[Data shown — start]

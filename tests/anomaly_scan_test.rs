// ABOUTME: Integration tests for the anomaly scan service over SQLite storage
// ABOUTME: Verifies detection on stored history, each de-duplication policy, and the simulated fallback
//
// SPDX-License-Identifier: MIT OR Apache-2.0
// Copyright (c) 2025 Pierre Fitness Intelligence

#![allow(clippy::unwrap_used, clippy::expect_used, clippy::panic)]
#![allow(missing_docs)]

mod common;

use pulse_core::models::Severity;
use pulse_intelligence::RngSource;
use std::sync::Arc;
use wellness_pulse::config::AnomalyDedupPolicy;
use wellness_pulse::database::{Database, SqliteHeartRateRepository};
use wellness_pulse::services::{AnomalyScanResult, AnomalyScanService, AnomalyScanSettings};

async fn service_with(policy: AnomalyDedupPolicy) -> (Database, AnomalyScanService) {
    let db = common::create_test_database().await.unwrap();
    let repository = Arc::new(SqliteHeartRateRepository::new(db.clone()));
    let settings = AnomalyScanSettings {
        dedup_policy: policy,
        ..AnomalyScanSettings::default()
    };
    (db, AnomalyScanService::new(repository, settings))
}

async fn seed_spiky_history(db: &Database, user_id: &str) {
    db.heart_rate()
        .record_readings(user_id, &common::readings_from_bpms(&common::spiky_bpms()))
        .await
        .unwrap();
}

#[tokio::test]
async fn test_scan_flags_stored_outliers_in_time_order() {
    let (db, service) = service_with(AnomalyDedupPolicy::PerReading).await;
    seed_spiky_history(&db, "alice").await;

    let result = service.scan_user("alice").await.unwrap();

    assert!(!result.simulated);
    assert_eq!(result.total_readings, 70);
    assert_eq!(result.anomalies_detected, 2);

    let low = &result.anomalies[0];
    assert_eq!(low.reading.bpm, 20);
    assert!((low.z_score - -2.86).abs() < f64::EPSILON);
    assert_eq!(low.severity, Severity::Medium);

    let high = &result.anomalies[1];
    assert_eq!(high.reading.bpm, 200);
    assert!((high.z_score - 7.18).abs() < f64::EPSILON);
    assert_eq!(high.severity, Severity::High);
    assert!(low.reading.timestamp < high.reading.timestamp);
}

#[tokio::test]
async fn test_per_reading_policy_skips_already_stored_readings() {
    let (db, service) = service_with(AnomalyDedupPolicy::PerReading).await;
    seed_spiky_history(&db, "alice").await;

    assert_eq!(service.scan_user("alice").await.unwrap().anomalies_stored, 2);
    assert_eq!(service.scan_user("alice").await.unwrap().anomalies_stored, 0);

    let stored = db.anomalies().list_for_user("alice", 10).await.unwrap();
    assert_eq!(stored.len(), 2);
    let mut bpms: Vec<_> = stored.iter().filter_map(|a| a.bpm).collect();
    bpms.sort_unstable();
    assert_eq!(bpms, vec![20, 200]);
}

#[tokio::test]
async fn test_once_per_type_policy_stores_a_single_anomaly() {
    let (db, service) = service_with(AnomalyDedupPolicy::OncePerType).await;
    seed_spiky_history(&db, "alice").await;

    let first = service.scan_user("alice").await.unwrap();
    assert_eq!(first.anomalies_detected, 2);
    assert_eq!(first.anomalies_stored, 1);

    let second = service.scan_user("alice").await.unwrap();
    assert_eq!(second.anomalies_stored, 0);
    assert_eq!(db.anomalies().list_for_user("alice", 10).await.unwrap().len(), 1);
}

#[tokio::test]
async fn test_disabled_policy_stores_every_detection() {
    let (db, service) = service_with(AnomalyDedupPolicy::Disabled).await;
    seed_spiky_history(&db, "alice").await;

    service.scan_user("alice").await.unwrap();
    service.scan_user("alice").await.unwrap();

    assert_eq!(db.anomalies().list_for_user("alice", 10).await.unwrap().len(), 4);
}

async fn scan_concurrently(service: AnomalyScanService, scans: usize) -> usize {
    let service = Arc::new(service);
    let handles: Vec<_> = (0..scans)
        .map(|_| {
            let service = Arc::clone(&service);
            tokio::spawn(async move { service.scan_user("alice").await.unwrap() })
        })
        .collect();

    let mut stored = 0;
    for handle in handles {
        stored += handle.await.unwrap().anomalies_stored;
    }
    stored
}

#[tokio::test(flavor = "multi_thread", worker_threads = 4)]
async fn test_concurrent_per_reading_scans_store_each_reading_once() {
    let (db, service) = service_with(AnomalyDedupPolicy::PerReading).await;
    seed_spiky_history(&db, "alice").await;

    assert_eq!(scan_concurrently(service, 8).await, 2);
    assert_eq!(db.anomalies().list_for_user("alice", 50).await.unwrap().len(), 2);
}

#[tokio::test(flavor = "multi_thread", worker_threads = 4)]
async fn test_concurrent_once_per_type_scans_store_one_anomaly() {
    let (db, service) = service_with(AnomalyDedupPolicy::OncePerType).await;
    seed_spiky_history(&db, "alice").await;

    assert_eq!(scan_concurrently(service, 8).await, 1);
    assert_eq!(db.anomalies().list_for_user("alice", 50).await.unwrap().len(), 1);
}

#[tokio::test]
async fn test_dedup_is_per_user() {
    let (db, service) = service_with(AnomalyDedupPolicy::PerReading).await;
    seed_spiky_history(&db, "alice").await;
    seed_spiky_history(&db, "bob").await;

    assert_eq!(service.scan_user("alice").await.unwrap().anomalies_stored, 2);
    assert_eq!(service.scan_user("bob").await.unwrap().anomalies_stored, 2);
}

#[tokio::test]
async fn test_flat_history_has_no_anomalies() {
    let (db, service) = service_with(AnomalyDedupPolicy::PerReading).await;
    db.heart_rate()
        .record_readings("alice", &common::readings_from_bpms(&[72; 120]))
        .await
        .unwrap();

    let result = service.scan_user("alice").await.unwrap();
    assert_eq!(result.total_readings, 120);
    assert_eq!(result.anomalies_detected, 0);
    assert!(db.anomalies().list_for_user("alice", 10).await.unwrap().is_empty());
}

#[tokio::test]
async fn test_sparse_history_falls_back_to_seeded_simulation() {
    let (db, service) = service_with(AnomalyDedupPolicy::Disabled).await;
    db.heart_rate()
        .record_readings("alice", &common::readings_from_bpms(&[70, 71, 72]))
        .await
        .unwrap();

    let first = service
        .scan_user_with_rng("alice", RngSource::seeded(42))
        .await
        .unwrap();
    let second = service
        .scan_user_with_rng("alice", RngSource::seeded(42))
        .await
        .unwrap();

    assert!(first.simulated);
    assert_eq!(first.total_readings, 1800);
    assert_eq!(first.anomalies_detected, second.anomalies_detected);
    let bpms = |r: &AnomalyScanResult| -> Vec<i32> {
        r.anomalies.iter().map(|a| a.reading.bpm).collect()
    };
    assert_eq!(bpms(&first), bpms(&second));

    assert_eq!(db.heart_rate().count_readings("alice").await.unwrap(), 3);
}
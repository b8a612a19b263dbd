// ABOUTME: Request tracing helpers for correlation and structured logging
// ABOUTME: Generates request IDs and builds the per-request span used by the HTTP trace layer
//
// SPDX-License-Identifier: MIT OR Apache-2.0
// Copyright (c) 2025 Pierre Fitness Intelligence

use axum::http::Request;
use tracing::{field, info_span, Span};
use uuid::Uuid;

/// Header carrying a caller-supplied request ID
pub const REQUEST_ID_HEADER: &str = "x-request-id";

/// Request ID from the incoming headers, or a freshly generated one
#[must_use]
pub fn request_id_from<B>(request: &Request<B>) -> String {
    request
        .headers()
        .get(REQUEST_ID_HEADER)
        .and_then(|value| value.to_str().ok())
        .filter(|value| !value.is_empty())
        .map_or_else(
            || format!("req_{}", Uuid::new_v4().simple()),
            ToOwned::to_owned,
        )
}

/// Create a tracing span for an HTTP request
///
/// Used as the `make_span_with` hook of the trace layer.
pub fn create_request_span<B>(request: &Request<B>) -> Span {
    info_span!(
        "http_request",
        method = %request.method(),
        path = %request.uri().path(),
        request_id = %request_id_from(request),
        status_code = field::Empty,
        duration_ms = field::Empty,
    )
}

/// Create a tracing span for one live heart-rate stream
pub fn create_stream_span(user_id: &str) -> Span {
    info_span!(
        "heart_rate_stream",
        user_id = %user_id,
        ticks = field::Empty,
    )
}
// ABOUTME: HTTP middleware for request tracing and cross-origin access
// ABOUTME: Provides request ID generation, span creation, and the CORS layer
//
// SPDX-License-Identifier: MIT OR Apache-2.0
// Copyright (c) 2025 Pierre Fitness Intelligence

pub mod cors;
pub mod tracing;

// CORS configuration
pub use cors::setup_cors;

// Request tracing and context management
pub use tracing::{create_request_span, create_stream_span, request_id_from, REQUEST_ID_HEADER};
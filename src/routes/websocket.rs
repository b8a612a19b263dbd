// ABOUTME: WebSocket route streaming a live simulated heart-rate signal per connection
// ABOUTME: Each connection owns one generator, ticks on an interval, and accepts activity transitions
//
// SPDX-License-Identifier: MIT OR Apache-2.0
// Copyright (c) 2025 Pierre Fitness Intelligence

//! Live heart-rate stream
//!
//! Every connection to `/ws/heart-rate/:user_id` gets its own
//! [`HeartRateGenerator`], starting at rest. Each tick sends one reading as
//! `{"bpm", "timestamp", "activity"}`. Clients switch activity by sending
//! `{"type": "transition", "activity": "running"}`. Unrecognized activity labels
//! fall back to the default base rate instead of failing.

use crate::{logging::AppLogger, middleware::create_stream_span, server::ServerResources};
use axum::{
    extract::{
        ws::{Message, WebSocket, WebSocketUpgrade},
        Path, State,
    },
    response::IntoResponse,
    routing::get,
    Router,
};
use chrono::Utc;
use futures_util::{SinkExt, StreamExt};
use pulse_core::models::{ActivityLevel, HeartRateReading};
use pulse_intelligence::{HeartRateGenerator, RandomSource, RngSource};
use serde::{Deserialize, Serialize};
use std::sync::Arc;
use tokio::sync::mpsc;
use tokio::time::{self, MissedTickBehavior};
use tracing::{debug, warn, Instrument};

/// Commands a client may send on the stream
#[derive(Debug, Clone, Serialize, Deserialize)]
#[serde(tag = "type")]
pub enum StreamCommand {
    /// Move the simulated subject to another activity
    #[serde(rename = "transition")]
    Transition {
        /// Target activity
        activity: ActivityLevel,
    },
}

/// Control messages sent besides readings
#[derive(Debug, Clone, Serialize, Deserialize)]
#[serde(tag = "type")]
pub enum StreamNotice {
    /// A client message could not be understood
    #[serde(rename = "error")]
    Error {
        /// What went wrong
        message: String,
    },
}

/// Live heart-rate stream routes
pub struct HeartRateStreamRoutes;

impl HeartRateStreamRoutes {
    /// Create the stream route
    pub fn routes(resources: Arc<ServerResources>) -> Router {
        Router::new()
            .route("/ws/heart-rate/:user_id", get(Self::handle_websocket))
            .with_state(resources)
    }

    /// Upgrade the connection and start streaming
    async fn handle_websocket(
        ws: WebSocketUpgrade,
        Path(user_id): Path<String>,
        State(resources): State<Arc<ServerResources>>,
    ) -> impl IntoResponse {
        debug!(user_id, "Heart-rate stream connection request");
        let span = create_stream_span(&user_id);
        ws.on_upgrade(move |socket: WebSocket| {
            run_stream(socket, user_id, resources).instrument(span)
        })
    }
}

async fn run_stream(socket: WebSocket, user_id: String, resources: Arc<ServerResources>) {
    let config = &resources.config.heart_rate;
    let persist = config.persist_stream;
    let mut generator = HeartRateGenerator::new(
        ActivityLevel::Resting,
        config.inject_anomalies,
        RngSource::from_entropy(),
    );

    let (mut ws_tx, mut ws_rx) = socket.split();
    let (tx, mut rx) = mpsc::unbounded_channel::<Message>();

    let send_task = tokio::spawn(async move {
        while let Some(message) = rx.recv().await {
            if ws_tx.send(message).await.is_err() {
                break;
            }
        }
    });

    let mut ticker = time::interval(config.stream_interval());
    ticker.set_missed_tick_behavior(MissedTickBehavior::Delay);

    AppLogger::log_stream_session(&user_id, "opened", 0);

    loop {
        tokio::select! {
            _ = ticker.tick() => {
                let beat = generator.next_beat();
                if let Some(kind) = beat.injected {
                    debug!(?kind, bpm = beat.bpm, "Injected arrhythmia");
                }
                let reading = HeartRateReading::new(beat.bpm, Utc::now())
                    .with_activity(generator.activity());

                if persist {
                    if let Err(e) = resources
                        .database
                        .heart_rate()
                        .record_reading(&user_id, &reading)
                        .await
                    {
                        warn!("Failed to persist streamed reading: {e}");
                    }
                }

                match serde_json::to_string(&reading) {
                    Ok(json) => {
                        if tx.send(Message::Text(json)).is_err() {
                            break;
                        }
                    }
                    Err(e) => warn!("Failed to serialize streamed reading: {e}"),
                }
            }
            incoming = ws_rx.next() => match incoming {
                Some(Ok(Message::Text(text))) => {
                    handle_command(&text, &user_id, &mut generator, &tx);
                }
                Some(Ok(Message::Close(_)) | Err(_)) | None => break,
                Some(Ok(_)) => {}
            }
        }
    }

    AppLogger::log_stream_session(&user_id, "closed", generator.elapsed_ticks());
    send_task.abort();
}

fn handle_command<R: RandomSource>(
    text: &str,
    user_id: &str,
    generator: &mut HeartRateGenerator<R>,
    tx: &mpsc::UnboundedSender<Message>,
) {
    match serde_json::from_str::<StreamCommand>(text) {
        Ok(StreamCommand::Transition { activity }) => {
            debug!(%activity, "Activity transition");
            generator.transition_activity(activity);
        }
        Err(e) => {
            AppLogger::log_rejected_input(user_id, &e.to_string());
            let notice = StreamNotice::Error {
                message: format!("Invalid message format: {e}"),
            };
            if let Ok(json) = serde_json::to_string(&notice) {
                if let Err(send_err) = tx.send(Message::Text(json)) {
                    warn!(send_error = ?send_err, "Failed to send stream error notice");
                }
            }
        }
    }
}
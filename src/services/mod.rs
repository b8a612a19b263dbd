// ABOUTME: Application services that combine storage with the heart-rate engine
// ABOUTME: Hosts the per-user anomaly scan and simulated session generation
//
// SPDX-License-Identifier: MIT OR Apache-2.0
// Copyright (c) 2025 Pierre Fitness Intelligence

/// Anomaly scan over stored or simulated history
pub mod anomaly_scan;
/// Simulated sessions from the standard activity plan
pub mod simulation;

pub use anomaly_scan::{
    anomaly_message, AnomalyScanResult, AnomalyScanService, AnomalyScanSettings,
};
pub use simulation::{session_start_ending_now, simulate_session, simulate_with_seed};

[Data shown — finish]

[Your objective] Only lines with the word "kind" should be collected from the material.

[Output of the exercise]
                if let Some(kind) = beat.injected {
                    debug!(?kind, bpm = beat.bpm, "Injected arrhythmia");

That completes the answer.